I’m a senior communications specialist at IBX. I’m passionate about weight loss through fitness and healthy eating. I stay active by walking, running, and going to the gym. I also enjoy hiking with my dog along the Wissahickon trails.

10 thoughts on “Morbidly obese, but otherwise healthy

  1. Thanks for this, Sarah. I am within normal weight, but knew it would be best to lose a little bit at my age (I gained 20 pounds a few years ago due to medication, which I am now off). I very recently went to a nutritionist, who really set me straight on my eating habits. I sincerely thought I was doing pretty well, but learned I am not getting enough nutrients. She also wants me to add strength training to my usual walking. I think a convergence of losing my husband, turning 40, and finding out about a couple medical issues these past few years got me really off track with diet/exercise. I’ve now decided at 43 I want to be the best me that I can be!
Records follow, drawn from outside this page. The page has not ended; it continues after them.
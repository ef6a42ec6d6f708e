use crate::error::{IndexerError, Result};
use crate::scanner::{ModuleScanner, ScanOptions, ScanResult};
use crate::stats::IndexStats;
use depchunk_chunker::{Chunk, Chunker, ChunkerConfig, SourceDocument, TokenCounter};
use depchunk_graph::{
    DeclarationIndex, DependencyGraph, GraphBuilder, ParseFailure, Resolution, SourceFile,
};
use depchunk_protocol::{ProjectMetadata, SizeThresholds};
use serde::{Deserialize, Serialize};
use std::collections::BTreeMap;
use std::path::{Path, PathBuf};
use std::time::Instant;

/// Settings shared by every project run
#[derive(Debug, Clone, Default, PartialEq, Eq, Serialize, Deserialize)]
#[serde(default)]
pub struct IndexerConfig {
    pub scan: ScanOptions,
    pub chunker: ChunkerConfig,
    pub sizes: SizeThresholds,
}

impl IndexerConfig {
    pub fn validate(&self) -> std::result::Result<(), String> {
        self.scan.validate()?;
        self.chunker.validate()?;
        if self.sizes.small_max > self.sizes.medium_max {
            return Err(format!(
                "sizes.small_max ({}) must not exceed sizes.medium_max ({})",
                self.sizes.small_max, self.sizes.medium_max
            ));
        }
        Ok(())
    }
}

/// Resolved dependency graph of one project. Paths are relative to the
/// project root.
#[derive(Debug, Clone, Default)]
pub struct ProjectGraph {
    pub files: Vec<SourceFile>,
    pub index: DeclarationIndex,
    pub graph: DependencyGraph,
    pub resolutions: BTreeMap<PathBuf, Resolution>,
    pub failures: Vec<ParseFailure>,
    pub stats: IndexStats,

    /// Raw file contents as read during the build
    sources: BTreeMap<PathBuf, String>,
}

impl ProjectGraph {
    /// Raw content of a parsed file
    pub fn source(&self, path: &Path) -> Option<&str> {
        self.sources.get(path).map(String::as_str)
    }
}

/// Runs discovery, resolution and chunking for one project root
pub struct ProjectIndexer {
    root: PathBuf,
    config: IndexerConfig,
    chunker: Chunker,
}

impl ProjectIndexer {
    pub async fn new(root: impl AsRef<Path>, config: IndexerConfig) -> Result<Self> {
        let root = root.as_ref().to_path_buf();

        let meta = tokio::fs::metadata(&root).await.map_err(|e| {
            IndexerError::InvalidPath(format!("{}: {e}", root.display()))
        })?;
        if !meta.is_dir() {
            return Err(IndexerError::InvalidPath(format!(
                "Not a directory: {}",
                root.display()
            )));
        }

        config.validate().map_err(IndexerError::InvalidConfig)?;
        let chunker = Chunker::new(config.chunker.clone())?;

        Ok(Self {
            root,
            config,
            chunker,
        })
    }

    pub fn root(&self) -> &Path {
        &self.root
    }

    pub const fn config(&self) -> &IndexerConfig {
        &self.config
    }

    /// Module roots and source files, as absolute (root-joined) paths
    pub fn discover(&self) -> Result<ScanResult> {
        ModuleScanner::new(&self.root, self.config.scan.clone()).scan()
    }

    /// Discover, parse, index and resolve every source file
    pub async fn build(&self) -> Result<ProjectGraph> {
        let start = Instant::now();
        log::info!("Building dependency graph for {}", self.root.display());

        let scan = self.discover()?;
        let mut builder = GraphBuilder::new()?;
        let mut sources = BTreeMap::new();

        for path in &scan.files {
            let relative = self.relative_path(path);
            match read_source(path).await {
                Ok(text) => {
                    if builder.add_source(&relative, &text) {
                        sources.insert(relative, text);
                    }
                }
                Err(e) => builder.record_failure(&relative, e.to_string()),
            }
        }

        let resolved = builder.build();

        let mut stats = IndexStats::new();
        stats.modules = scan.modules.len();
        stats.files = scan.files.len();
        stats.declarations = resolved.index.len();
        stats.collisions = resolved.index.collisions().len();
        stats.parse_failures = resolved.failures.len();
        stats.edges = resolved.graph.edge_count();
        stats.time_ms = u64::try_from(start.elapsed().as_millis()).unwrap_or(u64::MAX);

        log::info!("Graph completed: {stats:?}");

        Ok(ProjectGraph {
            files: resolved.files,
            index: resolved.index,
            graph: resolved.graph,
            resolutions: resolved.resolutions,
            failures: resolved.failures,
            stats,
            sources,
        })
    }

    /// Pack every file of the graph, in path order, with its dependencies.
    /// Token counts are taken on the prepared (cleaned, unescaped) contents.
    pub fn chunks(
        &self,
        project_id: u64,
        project: &ProjectGraph,
        counter: &dyn TokenCounter,
    ) -> Result<Vec<Chunk>> {
        let mut chunks = Vec::new();

        for path in project.graph.files() {
            let main = self.document(project, path)?;
            let dependencies = project
                .graph
                .dependencies(path)?
                .into_iter()
                .map(|dep| self.document(project, dep))
                .collect::<Result<Vec<_>>>()?;

            let packed = self.chunker.pack(project_id, &main, dependencies, counter);
            log::debug!("{}: {} chunks", main.path, packed.len());
            chunks.extend(packed);
        }

        log::info!(
            "Project {project_id}: {} chunks from {} files",
            chunks.len(),
            project.graph.file_count()
        );
        Ok(chunks)
    }

    /// Token total and size class over every discovered file
    pub async fn metadata(
        &self,
        project_id: impl Into<String>,
        counter: &dyn TokenCounter,
    ) -> Result<ProjectMetadata> {
        let scan = self.discover()?;
        Ok(self.measure(project_id.into(), &scan.files, counter).await)
    }

    /// Unreadable files are logged and left out, as in `build`
    async fn measure(
        &self,
        project_id: String,
        files: &[PathBuf],
        counter: &dyn TokenCounter,
    ) -> ProjectMetadata {
        let mut total_tokens = 0usize;
        let mut java_files = Vec::with_capacity(files.len());

        for path in files {
            let text = match read_source(path).await {
                Ok(text) => text,
                Err(e) => {
                    log::warn!("Skipping {}: {}", path.display(), e);
                    continue;
                }
            };
            let prepared = self.chunker.prepare_content(&text);
            total_tokens = total_tokens.saturating_add(counter.count(&prepared));
            java_files.push(path_string(&self.relative_path(path)));
        }

        ProjectMetadata {
            project_id,
            total_tokens,
            project_size: self.config.sizes.classify(total_tokens),
            java_files,
        }
    }

    fn document(&self, project: &ProjectGraph, path: &Path) -> Result<SourceDocument> {
        let raw = project.source(path).ok_or_else(|| {
            IndexerError::InvalidPath(format!("No source loaded for {}", path.display()))
        })?;
        Ok(SourceDocument::new(
            path_string(path),
            self.chunker.prepare_content(raw),
        ))
    }

    fn relative_path(&self, path: &Path) -> PathBuf {
        path.strip_prefix(&self.root).unwrap_or(path).to_path_buf()
    }
}

/// Read a file, replacing invalid UTF-8 instead of failing
async fn read_source(path: &Path) -> Result<String> {
    let bytes = tokio::fs::read(path).await?;
    Ok(String::from_utf8_lossy(&bytes).into_owned())
}

/// Path with forward slashes, as written into records
pub fn path_string(path: &Path) -> String {
    let mut normalized = path.to_string_lossy().to_string();
    if normalized.contains('\\') {
        normalized = normalized.replace('\\', "/");
    }
    normalized
}

#[cfg(test)]
mod tests {
    use super::*;
    use depchunk_chunker::HeuristicCounter;

    #[test]
    fn test_default_config_is_valid() {
        assert!(IndexerConfig::default().validate().is_ok());
    }

    #[test]
    fn test_inverted_size_thresholds_are_rejected() {
        let config = IndexerConfig {
            sizes: SizeThresholds {
                small_max: 30_000,
                medium_max: 20_000,
            },
            ..IndexerConfig::default()
        };
        let err = config.validate().unwrap_err();
        assert!(err.contains("small_max"));
    }

    #[tokio::test]
    async fn test_measure_skips_unreadable_files() {
        let temp = tempfile::tempdir().unwrap();
        let present = temp.path().join("A.java");
        std::fs::write(&present, "class A {}").unwrap();
        let gone = temp.path().join("Gone.java");

        let indexer = ProjectIndexer::new(temp.path(), IndexerConfig::default())
            .await
            .unwrap();
        let metadata = indexer
            .measure("p".to_string(), &[gone, present], &HeuristicCounter)
            .await;

        assert_eq!(metadata.java_files, vec!["A.java".to_string()]);
        assert!(metadata.total_tokens > 0);
    }

    #[test]
    fn test_path_string_uses_forward_slashes() {
        assert_eq!(path_string(Path::new("a/b/C.java")), "a/b/C.java");
    }
}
  2. Sarah, your story continues to be a huge inspiration to me in taking the healthy steps I need in my life. I love that your transformation begin with one moment of clarity followed by finding ENJOYABLE and SUSTAINABLE ways to change your life. Being healthy should never be a pain!

  3. Sarah — Your story and what you have accomplished is nothing short of amazing. You continue to inspire and impress me! Thanks for sharing your incredible journey — I know it will inspire others.

  4. Great story Sarah. Congrats on your success! My “oh no” moment came when the doctor told me I had Type 2 diabetes. Good news is he recommended a diet and I lost 40 pounds and am controlling the diabetes. Now I just to get myself to the gym…

  5. Your story is an inspiration! You took control of your life and made something positive happen for yourself. That is no small accomplishment. I’ve been struggling with my gym attendance even though I know that – once I get there and get done – I feel great about myself. I only wish I had brought my sneakers today.

  6. Thanks Sarah for sharing your story. I needed to read your story at this point in my life. I will be 30 next year and I am trying to get fit for myself and my family. I am 230lbs which is 3 pounds from my highest pregnancy weight in 2008. I felt hopeless but your story proves that losing a large amount of weight can be done if I am patient, dedicated and determined like you.